Thursday, February 17, 2011

Blogging to Overcome Writer's Block by Gerald Arnolds


Today I'd like to welcome Gerald Arnolds to Two Ends of the Pen.  Writer's block is something almost every author encounters in their writing career.  Gerald Arnolds is a writer living in Seattle, Washington.
For almost everyone, it's much easier to choose not to write than to write, and extended periods of not writing can quickly give way to the feeling that there's no reason to write or, perhaps worse, the sensation of writer's block. Being unable to find a publisher for one's projects can quickly intensify the feeling and lead to long periods of creative hibernation; the combination of frustration and inactivity can easily send an aspiring writer into a long, slow decline.
Blogs, then, can serve as a point of reconstruction. They can provide writers with a way to find an audience without the assistance of a PR campaign, with the space to write what they want without the constraints of an editor, a word limit, or a deadline looming on them. A blog can, in the right circumstances, yield far greater revelations or truths than other attempts at writing through its total lack of constraints, and one's discoveries within the format can then become focal points to explore elsewhere. 
Countless blogs serve to force writers into action by choosing one exercise to focus on, exploring it in every possible way to hone their craft and take it into unexpected territory. Some bloggers have chosen to use the medium to write reviews, for example, but rather than shooting for a handful every month, write something brief about a different product (perhaps meals eaten, films seen, books read, records listened to, or something similar) every day. In doing so, the writer learns a huge amount about how to bring variety into what could otherwise be a dry exercise while also likely expanding their own palette and becoming more adventurous in their field of exploration.
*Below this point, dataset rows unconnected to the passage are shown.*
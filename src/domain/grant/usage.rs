//! Usage counters carried by a grant.
//!
//! Counters are private and only move through methods that keep
//! `used <= limit`. Persistence restores them through `restore`, which
//! refuses rows that already violate the bound.

use serde::{Deserialize, Serialize};

use crate::domain::catalog::{PlanKind, PlanTerms};
use crate::domain::foundation::ValidationError;

/// Weekly and monthly publishing allowance of a subscription grant.
#[derive(Debug, Clone, Copy, PartialEq, Eq, Serialize, Deserialize)]
pub struct SubscriptionUsage {
    weekly_limit: u32,
    weekly_used: u32,
    monthly_limit: u32,
    monthly_used: u32,
}

impl SubscriptionUsage {
    /// Fresh allowance with nothing used.
    pub fn new(weekly_limit: u32, monthly_limit: u32) -> Self {
        Self {
            weekly_limit,
            weekly_used: 0,
            monthly_limit,
            monthly_used: 0,
        }
    }

    /// Rebuilds counters loaded from storage.
    pub fn restore(
        weekly_limit: u32,
        weekly_used: u32,
        monthly_limit: u32,
        monthly_used: u32,
    ) -> Result<Self, ValidationError> {
        if weekly_used > weekly_limit {
            return Err(ValidationError::out_of_range(
                "weekly_used",
                0,
                weekly_limit as i64,
                weekly_used as i64,
            ));
        }
        if monthly_used > monthly_limit {
            return Err(ValidationError::out_of_range(
                "monthly_used",
                0,
                monthly_limit as i64,
                monthly_used as i64,
            ));
        }
        Ok(Self {
            weekly_limit,
            weekly_used,
            monthly_limit,
            monthly_used,
        })
    }

    pub fn weekly_limit(&self) -> u32 {
        self.weekly_limit
    }

    pub fn weekly_used(&self) -> u32 {
        self.weekly_used
    }

    pub fn monthly_limit(&self) -> u32 {
        self.monthly_limit
    }

    pub fn monthly_used(&self) -> u32 {
        self.monthly_used
    }

    pub fn weekly_remaining(&self) -> u32 {
        self.weekly_limit - self.weekly_used
    }

    pub fn monthly_remaining(&self) -> u32 {
        self.monthly_limit - self.monthly_used
    }

    /// Both windows must have room.
    pub fn has_capacity(&self) -> bool {
        self.weekly_used < self.weekly_limit && self.monthly_used < self.monthly_limit
    }

    /// Consumes one unit from both windows. Returns false (and changes
    /// nothing) when either window is full.
    pub fn debit(&mut self) -> bool {
        if !self.has_capacity() {
            return false;
        }
        self.weekly_used += 1;
        self.monthly_used += 1;
        true
    }

    pub fn reset_weekly(&mut self) {
        self.weekly_used = 0;
    }

    pub fn reset_monthly(&mut self) {
        self.monthly_used = 0;
    }
}

/// Fixed pool of credits carried by a package grant.
#[derive(Debug, Clone, Copy, PartialEq, Eq, Serialize, Deserialize)]
pub struct PackageUsage {
    total_credits: u32,
    used_credits: u32,
}

impl PackageUsage {
    pub fn new(total_credits: u32) -> Self {
        Self {
            total_credits,
            used_credits: 0,
        }
    }

    /// Rebuilds counters loaded from storage.
    pub fn restore(total_credits: u32, used_credits: u32) -> Result<Self, ValidationError> {
        if used_credits > total_credits {
            return Err(ValidationError::out_of_range(
                "used_credits",
                0,
                total_credits as i64,
                used_credits as i64,
            ));
        }
        Ok(Self {
            total_credits,
            used_credits,
        })
    }

    pub fn total_credits(&self) -> u32 {
        self.total_credits
    }

    pub fn used_credits(&self) -> u32 {
        self.used_credits
    }

    pub fn remaining(&self) -> u32 {
        self.total_credits - self.used_credits
    }

    pub fn has_capacity(&self) -> bool {
        self.used_credits < self.total_credits
    }

    /// Consumes one credit. Returns false (and changes nothing) when empty.
    pub fn debit(&mut self) -> bool {
        if !self.has_capacity() {
            return false;
        }
        self.used_credits += 1;
        true
    }
}

/// Tagged usage of a grant; the variant fixes the grant's kind.
#[derive(Debug, Clone, Copy, PartialEq, Eq, Serialize, Deserialize)]
#[serde(tag = "kind", rename_all = "snake_case")]
pub enum GrantUsage {
    Subscription(SubscriptionUsage),
    Package(PackageUsage),
}

impl GrantUsage {
    /// Fresh counters for a grant issued under the given terms.
    pub fn from_terms(terms: &PlanTerms) -> Self {
        match *terms {
            PlanTerms::Subscription {
                weekly_limit,
                monthly_limit,
            } => GrantUsage::Subscription(SubscriptionUsage::new(weekly_limit, monthly_limit)),
            PlanTerms::Package { total_credits } => {
                GrantUsage::Package(PackageUsage::new(total_credits))
            }
        }
    }

    pub fn kind(&self) -> PlanKind {
        match self {
            GrantUsage::Subscription(_) => PlanKind::Subscription,
            GrantUsage::Package(_) => PlanKind::Package,
        }
    }

    pub fn has_capacity(&self) -> bool {
        match self {
            GrantUsage::Subscription(usage) => usage.has_capacity(),
            GrantUsage::Package(usage) => usage.has_capacity(),
        }
    }

    pub fn debit(&mut self) -> bool {
        match self {
            GrantUsage::Subscription(usage) => usage.debit(),
            GrantUsage::Package(usage) => usage.debit(),
        }
    }
}

#[cfg(test)]
mod tests {
    use super::*;

    #[test]
    fn subscription_needs_room_in_both_windows() {
        let mut usage = SubscriptionUsage::new(1, 4);
        assert!(usage.debit());
        assert_eq!((usage.weekly_used(), usage.monthly_used()), (1, 1));

        // Monthly still has room but the week is full.
        assert!(!usage.has_capacity());
        assert!(!usage.debit());
        assert_eq!((usage.weekly_used(), usage.monthly_used()), (1, 1));
    }

    #[test]
    fn monthly_exhaustion_blocks_even_with_weekly_room() {
        let mut usage = SubscriptionUsage::restore(5, 0, 3, 3).unwrap();
        assert!(!usage.debit());
        assert_eq!(usage.weekly_remaining(), 5);
        assert_eq!(usage.monthly_remaining(), 0);
    }

    #[test]
    fn weekly_reset_leaves_monthly_alone() {
        let mut usage = SubscriptionUsage::restore(2, 2, 8, 6).unwrap();
        usage.reset_weekly();
        assert_eq!(usage.weekly_used(), 0);
        assert_eq!(usage.monthly_used(), 6);

        usage.reset_monthly();
        assert_eq!(usage.monthly_used(), 0);
    }

    #[test]
    fn restore_rejects_overdrawn_rows() {
        assert!(SubscriptionUsage::restore(1, 2, 4, 0).is_err());
        assert!(SubscriptionUsage::restore(1, 0, 4, 5).is_err());
        assert!(PackageUsage::restore(3, 4).is_err());
    }

    #[test]
    fn package_debits_until_empty() {
        let mut usage = PackageUsage::new(2);
        assert!(usage.debit());
        assert!(usage.debit());
        assert!(!usage.debit());
        assert_eq!(usage.used_credits(), 2);
        assert_eq!(usage.remaining(), 0);
    }

    #[test]
    fn usage_follows_plan_terms() {
        let usage = GrantUsage::from_terms(&PlanTerms::Package { total_credits: 10 });
        assert_eq!(usage.kind(), PlanKind::Package);
        assert!(usage.has_capacity());

        let usage = GrantUsage::from_terms(&PlanTerms::Subscription {
            weekly_limit: 1,
            monthly_limit: 4,
        });
        assert_eq!(usage.kind(), PlanKind::Subscription);
    }

    mod properties {
        use super::*;
        use proptest::prelude::*;

        #[derive(Debug, Clone, Copy)]
        enum Op {
            Debit,
            ResetWeekly,
            ResetMonthly,
        }

        fn op() -> impl Strategy<Value = Op> {
            prop_oneof![
                6 => Just(Op::Debit),
                1 => Just(Op::ResetWeekly),
                1 => Just(Op::ResetMonthly),
            ]
        }

        proptest! {
            #[test]
            fn subscription_counters_stay_within_limits(
                weekly_limit in 1u32..5,
                monthly_limit in 1u32..12,
                ops in proptest::collection::vec(op(), 0..60),
            ) {
                let mut usage = SubscriptionUsage::new(weekly_limit, monthly_limit);
                for op in ops {
                    let before = usage;
                    match op {
                        Op::Debit => {
                            let debited = usage.debit();
                            prop_assert_eq!(debited, before.has_capacity());
                            if !debited {
                                prop_assert_eq!(usage, before);
                            }
                        }
                        Op::ResetWeekly => usage.reset_weekly(),
                        Op::ResetMonthly => usage.reset_monthly(),
                    }
                    prop_assert!(usage.weekly_used() <= usage.weekly_limit());
                    prop_assert!(usage.monthly_used() <= usage.monthly_limit());
                }
            }

            #[test]
            fn package_never_overdraws(total in 1u32..20, attempts in 0usize..40) {
                let mut usage = PackageUsage::new(total);
                let successes = (0..attempts).filter(|_| usage.debit()).count();
                prop_assert_eq!(successes, attempts.min(total as usize));
                prop_assert!(usage.used_credits() <= usage.total_credits());
            }
        }
    }
}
Other writers complete responses to month or yearlong sets of writing prompts, leading to lengthy responses on a variety of potentially unexpected topics and perhaps yielding a surprising source of inspiration along the way. Over time, such a project will likely reveal a writer's strengths and weaknesses. It will also show a course of clear development over that prolonged period of time, as the writer settles into the process of working and self-editing on a regular basis. Furthermore, the writer can benefit from the instantaneous feedback that an audience can provide through comments, analysis of how many readers one has (and what gets read the most), and if or where one's pieces get redistributed. 
Finally, the process of blogging helps to destroy writer's block because in almost all circumstances, bloggers have to produce content on a regular basis in order to maintain that readership in any way. Writing on an inconsistent basis can quickly cost someone his or her audience, and the Internet's contradictory mindset of being both starved for new content and having long ago reached a saturation point doesn't help this. As a consequence, writing for an online audience is almost invariably a case of sink-or-swim; choose to get moving and good things could very well come from what's currently keeping you away from your best work.